Now here’s where it gets complicated. You may need to allow some customers fall by the wayside as a natural migration to a cheaper or lesser product or service in this economy and stick to your price point. This seems to go against everything in your nature and your overall business sense, but it makes real business sense not to forsake price and quality to retain customers who will leave eventually anyway.

If you remain viable and continue to create a quality product, then new customers will replace the old ones, and you will emerge on the other side of this downturn. A few old customers will remain because they value the product or service and haven’t been hit hard enough to need to make a switch. However, if you lower your quality and service too much now, it will be too hard to raise them back up to the level they should be when it’s time to come back up. Once you’ve given the customer a cheap deal, it’s hard to bring it back up to where it should be.

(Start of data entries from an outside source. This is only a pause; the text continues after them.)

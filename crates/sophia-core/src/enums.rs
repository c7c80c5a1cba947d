//! Languages, activities, and embedding task types for Sophia.
//!
//! All enums use `snake_case` serialization (except [`EmbeddingTask`], which
//! follows the AI service's `SCREAMING_SNAKE_CASE` wire names). `as_str()`
//! returns the exact value stored in SQL.

use serde::{Deserialize, Serialize};
use std::fmt;
use std::str::FromStr;

// ---------------------------------------------------------------------------
// Language
// ---------------------------------------------------------------------------

/// Programming language of a snippet. Drives syntax highlighting downstream.
#[derive(Debug, Clone, Copy, Default, PartialEq, Eq, Hash, Serialize, Deserialize)]
#[serde(rename_all = "snake_case")]
pub enum Language {
    Bash,
    C,
    Cpp,
    Csharp,
    Css,
    Dart,
    Go,
    Html,
    Java,
    Javascript,
    Json,
    Kotlin,
    Markdown,
    Php,
    #[default]
    Python,
    Ruby,
    Rust,
    Sql,
    Swift,
    Typescript,
    Yaml,
}

impl Language {
    /// Every supported language, in menu order.
    pub const ALL: [Self; 21] = [
        Self::Bash,
        Self::C,
        Self::Cpp,
        Self::Csharp,
        Self::Css,
        Self::Dart,
        Self::Go,
        Self::Html,
        Self::Java,
        Self::Javascript,
        Self::Json,
        Self::Kotlin,
        Self::Markdown,
        Self::Php,
        Self::Python,
        Self::Ruby,
        Self::Rust,
        Self::Sql,
        Self::Swift,
        Self::Typescript,
        Self::Yaml,
    ];

    /// Return the string representation used in SQL storage.
    #[must_use]
    pub const fn as_str(self) -> &'static str {
        match self {
            Self::Bash => "bash",
            Self::C => "c",
            Self::Cpp => "cpp",
            Self::Csharp => "csharp",
            Self::Css => "css",
            Self::Dart => "dart",
            Self::Go => "go",
            Self::Html => "html",
            Self::Java => "java",
            Self::Javascript => "javascript",
            Self::Json => "json",
            Self::Kotlin => "kotlin",
            Self::Markdown => "markdown",
            Self::Php => "php",
            Self::Python => "python",
            Self::Ruby => "ruby",
            Self::Rust => "rust",
            Self::Sql => "sql",
            Self::Swift => "swift",
            Self::Typescript => "typescript",
            Self::Yaml => "yaml",
        }
    }

    /// Human-readable name.
    #[must_use]
    pub const fn label(self) -> &'static str {
        match self {
            Self::Bash => "Bash/Shell",
            Self::C => "C",
            Self::Cpp => "C++",
            Self::Csharp => "C#",
            Self::Css => "CSS",
            Self::Dart => "Dart",
            Self::Go => "Go",
            Self::Html => "HTML",
            Self::Java => "Java",
            Self::Javascript => "JavaScript",
            Self::Json => "JSON",
            Self::Kotlin => "Kotlin",
            Self::Markdown => "Markdown",
            Self::Php => "PHP",
            Self::Python => "Python",
            Self::Ruby => "Ruby",
            Self::Rust => "Rust",
            Self::Sql => "SQL",
            Self::Swift => "Swift",
            Self::Typescript => "TypeScript",
            Self::Yaml => "YAML",
        }
    }
}

impl fmt::Display for Language {
    fn fmt(&self, f: &mut fmt::Formatter<'_>) -> fmt::Result {
        f.write_str(self.as_str())
    }
}

impl FromStr for Language {
    type Err = String;

    /// Accepts the stored name or the display label, case-insensitively.
    fn from_str(s: &str) -> Result<Self, Self::Err> {
        let s = s.trim();
        Self::ALL
            .into_iter()
            .find(|l| l.as_str().eq_ignore_ascii_case(s) || l.label().eq_ignore_ascii_case(s))
            .ok_or_else(|| format!("unknown language '{s}'"))
    }
}

// ---------------------------------------------------------------------------
// Activity
// ---------------------------------------------------------------------------

/// A user action that earns points and counts towards badges.
#[derive(Debug, Clone, Copy, PartialEq, Eq, PartialOrd, Ord, Hash, Serialize, Deserialize)]
#[serde(rename_all = "snake_case")]
pub enum Activity {
    SnippetCreated,
    CollectionCreated,
    AiGeneration,
    AiExplanation,
    AiTagging,
    SnippetIndexed,
    Search,
}

impl Activity {
    pub const ALL: [Self; 7] = [
        Self::SnippetCreated,
        Self::CollectionCreated,
        Self::AiGeneration,
        Self::AiExplanation,
        Self::AiTagging,
        Self::SnippetIndexed,
        Self::Search,
    ];

    #[must_use]
    pub const fn as_str(self) -> &'static str {
        match self {
            Self::SnippetCreated => "snippet_created",
            Self::CollectionCreated => "collection_created",
            Self::AiGeneration => "ai_generation",
            Self::AiExplanation => "ai_explanation",
            Self::AiTagging => "ai_tagging",
            Self::SnippetIndexed => "snippet_indexed",
            Self::Search => "search",
        }
    }

    /// Look up an activity by its stored name.
    #[must_use]
    pub fn from_name(name: &str) -> Option<Self> {
        Self::ALL.into_iter().find(|a| a.as_str() == name)
    }
}

impl fmt::Display for Activity {
    fn fmt(&self, f: &mut fmt::Formatter<'_>) -> fmt::Result {
        f.write_str(self.as_str())
    }
}

// ---------------------------------------------------------------------------
// EmbeddingTask
// ---------------------------------------------------------------------------

/// What an embedding will be used for.
///
/// Stored snippets are embedded as documents, search input as queries; the
/// AI service tunes the vector for each side of the retrieval.
#[derive(Debug, Clone, Copy, PartialEq, Eq, Hash, Serialize, Deserialize)]
#[serde(rename_all = "SCREAMING_SNAKE_CASE")]
pub enum EmbeddingTask {
    RetrievalDocument,
    RetrievalQuery,
}

impl EmbeddingTask {
    #[must_use]
    pub const fn as_str(self) -> &'static str {
        match self {
            Self::RetrievalDocument => "RETRIEVAL_DOCUMENT",
            Self::RetrievalQuery => "RETRIEVAL_QUERY",
        }
    }
}

impl fmt::Display for EmbeddingTask {
    fn fmt(&self, f: &mut fmt::Formatter<'_>) -> fmt::Result {
        f.write_str(self.as_str())
    }
}
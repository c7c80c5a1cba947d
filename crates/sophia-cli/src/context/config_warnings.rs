use sophia_config::SophiaConfig;

/// Emit warnings for settings that silently fell back to defaults.
pub fn warn_unconfigured(config: &SophiaConfig) {
    for warning in collect_unconfigured_warnings(config, std::env::vars()) {
        tracing::warn!("{warning}");
    }
}

fn collect_unconfigured_warnings<I>(config: &SophiaConfig, env: I) -> Vec<String>
where
    I: IntoIterator<Item = (String, String)>,
{
    let env_keys = env.into_iter().map(|(key, _)| key).collect::<Vec<_>>();

    let mut warnings = Vec::new();

    if config.auth.uses_default_secret() {
        warnings.push(
            "auth.secret_key is the built-in default. Set SOPHIA_AUTH__SECRET_KEY (or SECRET_KEY) to a private value."
                .to_string(),
        );
    }

    if !config.gemini.is_configured() && has_env_prefix(&env_keys, "SOPHIA_GEMINI") {
        warnings.push(
            "Gemini config appears default while SOPHIA_GEMINI* env vars exist. Use double underscores (example: SOPHIA_GEMINI__API_KEY)."
                .to_string(),
        );
    }

    if config.database.path.is_empty() && has_env_prefix(&env_keys, "SOPHIA_DATABASE") {
        warnings.push(
            "Database path appears default while SOPHIA_DATABASE* env vars exist. Use double underscores (example: SOPHIA_DATABASE__PATH)."
                .to_string(),
        );
    }

    warnings
}

fn has_env_prefix(keys: &[String], prefix: &str) -> bool {
    keys.iter().any(|key| key.starts_with(prefix))
}

#[cfg(test)]
mod tests {
    use sophia_config::{AuthConfig, DatabaseConfig, GeminiConfig, SophiaConfig};

    use super::collect_unconfigured_warnings;

    fn env(pairs: &[(&str, &str)]) -> Vec<(String, String)> {
        pairs
            .iter()
            .map(|(k, v)| ((*k).to_string(), (*v).to_string()))
            .collect()
    }

    #[test]
    fn warns_for_default_secret_and_mistyped_env_keys() {
        let config = SophiaConfig::default();
        let warnings = collect_unconfigured_warnings(
            &config,
            env(&[
                ("SOPHIA_GEMINI_API_KEY", "typo"),
                ("SOPHIA_DATABASE_PATH", "/tmp/s.db"),
            ]),
        );

        assert_eq!(warnings.len(), 3);
        assert!(warnings[0].contains("secret_key"));
        assert!(warnings[1].contains("SOPHIA_GEMINI__API_KEY"));
    }

    #[test]
    fn does_not_warn_when_sections_are_configured() {
        let config = SophiaConfig {
            gemini: GeminiConfig {
                api_key: "key".to_string(),
                ..Default::default()
            },
            auth: AuthConfig {
                secret_key: "private".to_string(),
                ..Default::default()
            },
            database: DatabaseConfig {
                path: "/tmp/sophia.db".to_string(),
            },
            ..Default::default()
        };

        let warnings = collect_unconfigured_warnings(
            &config,
            env(&[
                ("SOPHIA_GEMINI__API_KEY", "key"),
                ("SOPHIA_DATABASE__PATH", "/tmp/sophia.db"),
            ]),
        );

        assert!(warnings.is_empty());
    }

    #[test]
    fn default_secret_warns_even_without_env() {
        let warnings = collect_unconfigured_warnings(&SophiaConfig::default(), env(&[]));
        assert_eq!(warnings.len(), 1);
    }
}
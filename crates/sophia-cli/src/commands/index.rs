use serde::Serialize;
use sophia_core::entities::User;
use sophia_search::{IndexFailure, ReindexSummary};

use crate::cli::GlobalFlags;
use crate::cli::root_commands::IndexArgs;
use crate::commands::shared::rewards::Rewards;
use crate::context::AppContext;
use crate::output::output;
use crate::progress::Progress;

#[derive(Serialize)]
struct IndexResponse {
    indexed: usize,
    failed: Vec<IndexFailure>,
    #[serde(flatten)]
    rewards: Rewards,
}

impl From<ReindexSummary> for IndexResponse {
    fn from(summary: ReindexSummary) -> Self {
        let mut rewards = Rewards {
            points_awarded: summary.points_awarded,
            ..Rewards::default()
        };
        rewards.add_badges(summary.new_badges);
        Self {
            indexed: summary.indexed,
            failed: summary.failed,
            rewards,
        }
    }
}

/// Handle `sophia index`.
pub async fn handle(
    args: &IndexArgs,
    ctx: &AppContext,
    user: &User,
    flags: &GlobalFlags,
) -> anyhow::Result<()> {
    let gemini = ctx.gemini()?;

    if let Some(id) = args.snippet.as_deref() {
        let snippet = ctx.service.get_snippet(&user.id, id).await?;
        let spinner = Progress::spinner(format!("embedding {}", snippet.title));
        let outcome = sophia_search::index_snippet(&ctx.service, gemini, &user.id, &snippet).await;
        spinner.clear();
        return output(
            &IndexResponse {
                indexed: 1,
                failed: Vec::new(),
                rewards: outcome?.into(),
            },
            flags.format,
        );
    }

    let mut bar: Option<Progress> = None;
    let summary = sophia_search::reindex_missing_with(&ctx.service, gemini, &user.id, |step| {
        let bar = bar.get_or_insert_with(|| Progress::bar(step.total, "indexing snippets"));
        bar.advance(step.done, step.snippet.title.clone());
    })
    .await?;
    if let Some(bar) = &bar {
        bar.finish(format!(
            "indexed {} of {}",
            summary.indexed,
            summary.attempted()
        ));
    }

    let mut response = IndexResponse::from(summary);
    response.rewards.total_points = Some(ctx.service.user_points(&user.id).await?);
    output(&response, flags.format)
}
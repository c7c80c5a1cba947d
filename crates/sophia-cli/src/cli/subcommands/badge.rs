use clap::Subcommand;

/// Badge commands.
#[derive(Clone, Debug, Subcommand)]
pub enum BadgeCommands {
    /// List every badge definition.
    List,
    /// Add or replace a badge definition.
    Define {
        slug: String,
        #[arg(long)]
        name: String,
        #[arg(long, default_value = "")]
        description: String,
        /// e.g. `snippet_created >= 10 && points > 50`
        #[arg(long)]
        criteria: String,
        #[arg(long)]
        icon: Option<String>,
    },
}
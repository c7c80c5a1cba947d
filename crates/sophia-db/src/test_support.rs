//! Shared test utilities for sophia-db unit tests.

use sophia_config::AuthConfig;
use sophia_core::entities::{Collection, NewSnippet, Snippet, User};
use sophia_core::gamification::{PointsTable, default_badges};

use crate::SophiaDb;
use crate::service::SophiaService;

/// Low PBKDF2 cost so tests stay fast.
pub const TEST_ITERATIONS: u32 = 1_000;

/// Create an in-memory `SophiaService` with the default badges seeded.
pub async fn test_service() -> SophiaService {
    let db = SophiaDb::open_local(":memory:").await.unwrap();
    let auth = AuthConfig {
        secret_key: "test-secret".into(),
        pbkdf2_iterations: TEST_ITERATIONS,
        ..AuthConfig::default()
    };
    let svc = SophiaService::from_db(db, auth, PointsTable::default());
    svc.sync_badges(&default_badges()).await.unwrap();
    svc
}

/// Register a user named `name` with password `"pw"`.
pub async fn register(svc: &SophiaService, name: &str) -> User {
    svc.register_user(name, &format!("{name}@example.com"), "pw", "pw")
        .await
        .unwrap()
}

pub async fn make_collection(
    svc: &SophiaService,
    user: &User,
    name: &str,
    parent: Option<&str>,
) -> Collection {
    svc.create_collection(&user.id, name, parent).await.unwrap().0
}

pub async fn make_snippet(svc: &SophiaService, user: &User, title: &str, code: &str) -> Snippet {
    svc.create_snippet(
        &user.id,
        NewSnippet {
            title: title.into(),
            code: code.into(),
            ..NewSnippet::default()
        },
    )
    .await
    .unwrap()
    .0
}
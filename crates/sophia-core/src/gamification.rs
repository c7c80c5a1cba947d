//! Gamification rules: point values per activity and badge criteria.
//!
//! Badge criteria are small boolean expressions over a user's
//! [`ActivityStats`]:
//!
//! ```text
//! snippet_created >= 10 && points > 50
//! ai_generation >= 5 and search >= 1
//! ```
//!
//! A clause is `<metric> <op> <integer>`. The metric is an activity name
//! (see [`Activity::as_str`]) or `points` / `total_points`. Clauses are joined
//! with `&&` or `and`; all of them must hold.

use std::fmt;
use std::str::FromStr;
use std::sync::LazyLock;

use regex::Regex;
use serde::{Deserialize, Serialize};

use crate::entities::{ActivityStats, Badge};
use crate::enums::Activity;
use crate::errors::CoreError;

static CLAUSE_SEPARATOR: LazyLock<Regex> = LazyLock::new(|| {
    Regex::new(r"(?i)&&|\s+and\s+").expect("clause separator is a valid regex")
});

// ---------------------------------------------------------------------------
// Points
// ---------------------------------------------------------------------------

/// Points awarded per activity.
#[derive(Debug, Clone, Copy, PartialEq, Eq, Serialize, Deserialize)]
#[serde(default)]
pub struct PointsTable {
    pub snippet_created: i64,
    pub collection_created: i64,
    pub ai_generation: i64,
    pub ai_explanation: i64,
    pub ai_tagging: i64,
    pub snippet_indexed: i64,
    pub search: i64,
}

impl Default for PointsTable {
    fn default() -> Self {
        Self {
            snippet_created: 10,
            collection_created: 5,
            ai_generation: 3,
            ai_explanation: 2,
            ai_tagging: 2,
            snippet_indexed: 1,
            search: 1,
        }
    }
}

impl PointsTable {
    #[must_use]
    pub const fn points_for(&self, activity: Activity) -> i64 {
        match activity {
            Activity::SnippetCreated => self.snippet_created,
            Activity::CollectionCreated => self.collection_created,
            Activity::AiGeneration => self.ai_generation,
            Activity::AiExplanation => self.ai_explanation,
            Activity::AiTagging => self.ai_tagging,
            Activity::SnippetIndexed => self.snippet_indexed,
            Activity::Search => self.search,
        }
    }
}

// ---------------------------------------------------------------------------
// Criteria
// ---------------------------------------------------------------------------

/// What a clause measures.
#[derive(Debug, Clone, Copy, PartialEq, Eq)]
pub enum Metric {
    Count(Activity),
    Points,
}

impl Metric {
    fn value(self, stats: &ActivityStats) -> i64 {
        match self {
            Self::Count(activity) => i64::try_from(stats.count(activity)).unwrap_or(i64::MAX),
            Self::Points => stats.total_points,
        }
    }
}

impl fmt::Display for Metric {
    fn fmt(&self, f: &mut fmt::Formatter<'_>) -> fmt::Result {
        match self {
            Self::Count(activity) => f.write_str(activity.as_str()),
            Self::Points => f.write_str("points"),
        }
    }
}

#[derive(Debug, Clone, Copy, PartialEq, Eq)]
pub enum Comparison {
    Ge,
    Gt,
    Eq,
    Le,
    Lt,
}

impl Comparison {
    const fn symbol(self) -> &'static str {
        match self {
            Self::Ge => ">=",
            Self::Gt => ">",
            Self::Eq => "==",
            Self::Le => "<=",
            Self::Lt => "<",
        }
    }

    const fn holds(self, lhs: i64, rhs: i64) -> bool {
        match self {
            Self::Ge => lhs >= rhs,
            Self::Gt => lhs > rhs,
            Self::Eq => lhs == rhs,
            Self::Le => lhs <= rhs,
            Self::Lt => lhs < rhs,
        }
    }
}

#[derive(Debug, Clone, Copy, PartialEq, Eq)]
pub struct Clause {
    pub metric: Metric,
    pub op: Comparison,
    pub threshold: i64,
}

impl Clause {
    fn parse(raw: &str) -> Result<Self, CoreError> {
        let raw = raw.trim();
        let invalid = |reason: &str| {
            CoreError::Validation(format!("invalid badge criteria clause '{raw}': {reason}"))
        };

        let op_start = raw
            .find(['<', '>', '='])
            .ok_or_else(|| invalid("missing comparison operator"))?;
        let (metric, rest) = raw.split_at(op_start);

        let (op, rest) = [
            (">=", Comparison::Ge),
            ("<=", Comparison::Le),
            ("==", Comparison::Eq),
            (">", Comparison::Gt),
            ("<", Comparison::Lt),
        ]
        .into_iter()
        .find_map(|(symbol, op)| rest.strip_prefix(symbol).map(|r| (op, r)))
        .ok_or_else(|| invalid("unknown operator"))?;

        let metric = match metric.trim() {
            "points" | "total_points" => Metric::Points,
            "" => return Err(invalid("missing metric")),
            name => Metric::Count(
                Activity::from_name(name).ok_or_else(|| invalid("unknown metric"))?,
            ),
        };

        let threshold = rest
            .trim()
            .parse::<i64>()
            .map_err(|_| invalid("threshold must be an integer"))?;

        Ok(Self {
            metric,
            op,
            threshold,
        })
    }

    #[must_use]
    pub fn is_met(&self, stats: &ActivityStats) -> bool {
        self.op.holds(self.metric.value(stats), self.threshold)
    }
}

impl fmt::Display for Clause {
    fn fmt(&self, f: &mut fmt::Formatter<'_>) -> fmt::Result {
        write!(f, "{} {} {}", self.metric, self.op.symbol(), self.threshold)
    }
}

/// Parsed badge criteria. All clauses must hold.
#[derive(Debug, Clone, PartialEq, Eq)]
pub struct BadgeCriteria {
    clauses: Vec<Clause>,
}

impl BadgeCriteria {
    /// Parse a criteria expression.
    ///
    /// # Errors
    ///
    /// Returns `CoreError::Validation` for empty input, unknown metrics or
    /// operators, and non-integer thresholds.
    pub fn parse(raw: &str) -> Result<Self, CoreError> {
        if raw.trim().is_empty() {
            return Err(CoreError::Validation(
                "badge criteria must not be empty".to_string(),
            ));
        }
        let clauses = CLAUSE_SEPARATOR
            .split(raw)
            .map(Clause::parse)
            .collect::<Result<Vec<_>, _>>()?;
        Ok(Self { clauses })
    }

    #[must_use]
    pub fn clauses(&self) -> &[Clause] {
        &self.clauses
    }

    #[must_use]
    pub fn is_met(&self, stats: &ActivityStats) -> bool {
        self.clauses.iter().all(|c| c.is_met(stats))
    }
}

impl FromStr for BadgeCriteria {
    type Err = CoreError;

    fn from_str(s: &str) -> Result<Self, Self::Err> {
        Self::parse(s)
    }
}

impl fmt::Display for BadgeCriteria {
    fn fmt(&self, f: &mut fmt::Formatter<'_>) -> fmt::Result {
        for (i, clause) in self.clauses.iter().enumerate() {
            if i > 0 {
                f.write_str(" && ")?;
            }
            write!(f, "{clause}")?;
        }
        Ok(())
    }
}

/// Validate a badge definition before it is stored.
///
/// # Errors
///
/// Returns `CoreError::Validation` for an empty slug or name, or bad criteria.
pub fn validate_badge(badge: &Badge) -> Result<BadgeCriteria, CoreError> {
    if badge.slug.trim().is_empty() {
        return Err(CoreError::Validation("badge slug is required".to_string()));
    }
    if badge.name.trim().is_empty() {
        return Err(CoreError::Validation("badge name is required".to_string()));
    }
    BadgeCriteria::parse(&badge.criteria)
}

/// The badges seeded when no others are configured.
#[must_use]
pub fn default_badges() -> Vec<Badge> {
    [
        ("first-snippet", "First Snippet", "Saved your first snippet", "snippet_created >= 1"),
        ("collector", "Collector", "Saved ten snippets", "snippet_created >= 10"),
        ("organizer", "Organizer", "Created three collections", "collection_created >= 3"),
        ("ai-apprentice", "AI Apprentice", "Generated code with AI five times", "ai_generation >= 5"),
        ("explorer", "Explorer", "Ran ten searches", "search >= 10"),
        ("centurion", "Centurion", "Earned 100 points", "points >= 100"),
    ]
    .into_iter()
    .map(|(slug, name, description, criteria)| Badge {
        slug: slug.to_string(),
        name: name.to_string(),
        description: description.to_string(),
        criteria: criteria.to_string(),
        icon: None,
    })
    .collect()
}

#[cfg(test)]
mod tests {
    use pretty_assertions::assert_eq;
    use rstest::rstest;

    use super::*;

    fn stats(counts: &[(Activity, u64)], total_points: i64) -> ActivityStats {
        ActivityStats {
            counts: counts.iter().copied().collect(),
            total_points,
        }
    }

    #[test]
    fn default_points_match_documented_values() {
        let table = PointsTable::default();
        assert_eq!(table.points_for(Activity::SnippetCreated), 10);
        assert_eq!(table.points_for(Activity::CollectionCreated), 5);
        assert_eq!(table.points_for(Activity::AiGeneration), 3);
        assert_eq!(table.points_for(Activity::Search), 1);
    }

    #[test]
    fn parses_single_clause() {
        let criteria = BadgeCriteria::parse("snippet_created >= 10").unwrap();
        assert_eq!(
            criteria.clauses(),
            &[Clause {
                metric: Metric::Count(Activity::SnippetCreated),
                op: Comparison::Ge,
                threshold: 10,
            }]
        );
    }

    #[rstest]
    #[case("snippet_created>=1&&points>5")]
    #[case("snippet_created >= 1 && points > 5")]
    #[case("snippet_created >= 1 AND total_points > 5")]
    #[case("  snippet_created>=1   and   points>5  ")]
    fn whitespace_and_separators_are_insignificant(#[case] raw: &str) {
        let criteria = BadgeCriteria::parse(raw).unwrap();
        assert_eq!(criteria.to_string(), "snippet_created >= 1 && points > 5");
    }

    #[rstest]
    #[case("")]
    #[case("snippet_created")]
    #[case("unknown_metric >= 1")]
    #[case(">= 3")]
    #[case("search >= many")]
    #[case("search => 1")]
    #[case("search >= 1 &&")]
    fn rejects_invalid_criteria(#[case] raw: &str) {
        assert!(matches!(
            BadgeCriteria::parse(raw),
            Err(CoreError::Validation(_))
        ));
    }

    #[rstest]
    #[case("search >= 10", 10, true)]
    #[case("search >= 10", 9, false)]
    #[case("search > 10", 10, false)]
    #[case("search == 3", 3, true)]
    #[case("search <= 3", 4, false)]
    #[case("search < 1", 0, true)]
    fn comparisons(#[case] raw: &str, #[case] searches: u64, #[case] expected: bool) {
        let criteria = BadgeCriteria::parse(raw).unwrap();
        assert_eq!(
            criteria.is_met(&stats(&[(Activity::Search, searches)], 0)),
            expected
        );
    }

    #[test]
    fn all_clauses_must_hold() {
        let criteria = BadgeCriteria::parse("snippet_created >= 2 && points >= 50").unwrap();
        assert!(!criteria.is_met(&stats(&[(Activity::SnippetCreated, 2)], 20)));
        assert!(criteria.is_met(&stats(&[(Activity::SnippetCreated, 5)], 50)));
    }

    #[test]
    fn missing_activity_counts_as_zero() {
        let criteria = BadgeCriteria::parse("ai_tagging >= 1").unwrap();
        assert!(!criteria.is_met(&ActivityStats::default()));
    }

    #[test]
    fn default_badges_parse() {
        let badges = default_badges();
        assert_eq!(badges.len(), 6);
        for badge in &badges {
            validate_badge(badge).unwrap();
        }
    }

    #[test]
    fn validate_badge_requires_slug() {
        let mut badge = default_badges().remove(0);
        badge.slug = "  ".to_string();
        assert!(validate_badge(&badge).is_err());
    }
}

Before you cut your price or reduce your quality, try keeping your customers, instead. Instead, try these things to keep your customers happy.

Increase your customer interaction. Connect with your existing customers more personally, make them aware that you’re there for them, and you care about their needs and wants. It’s harder for customers to cut ties with customers who really care about them.

Change your offering or service. You may be getting in a rut with what you’re doing or offering, and that can affect how you’re doing it. What’s worked in the past isn’t always what’s working now.

Check in with your customers about how you’re doing. Any feedback you can get from your customers is good — even if it’s bad, because if it’s bad, you can work on improving your product or service to make it better.

Be open to change how you do business with your customer. You can help them out financially while at the same time maintaining your price and quality of your product or service. Check out how you allow your customers to pay for your goods, maybe change terms of existing agreements or purchase orders and look at how you process payments or extend credit to customers. Show you’re flexible and they may not want to go anywhere else.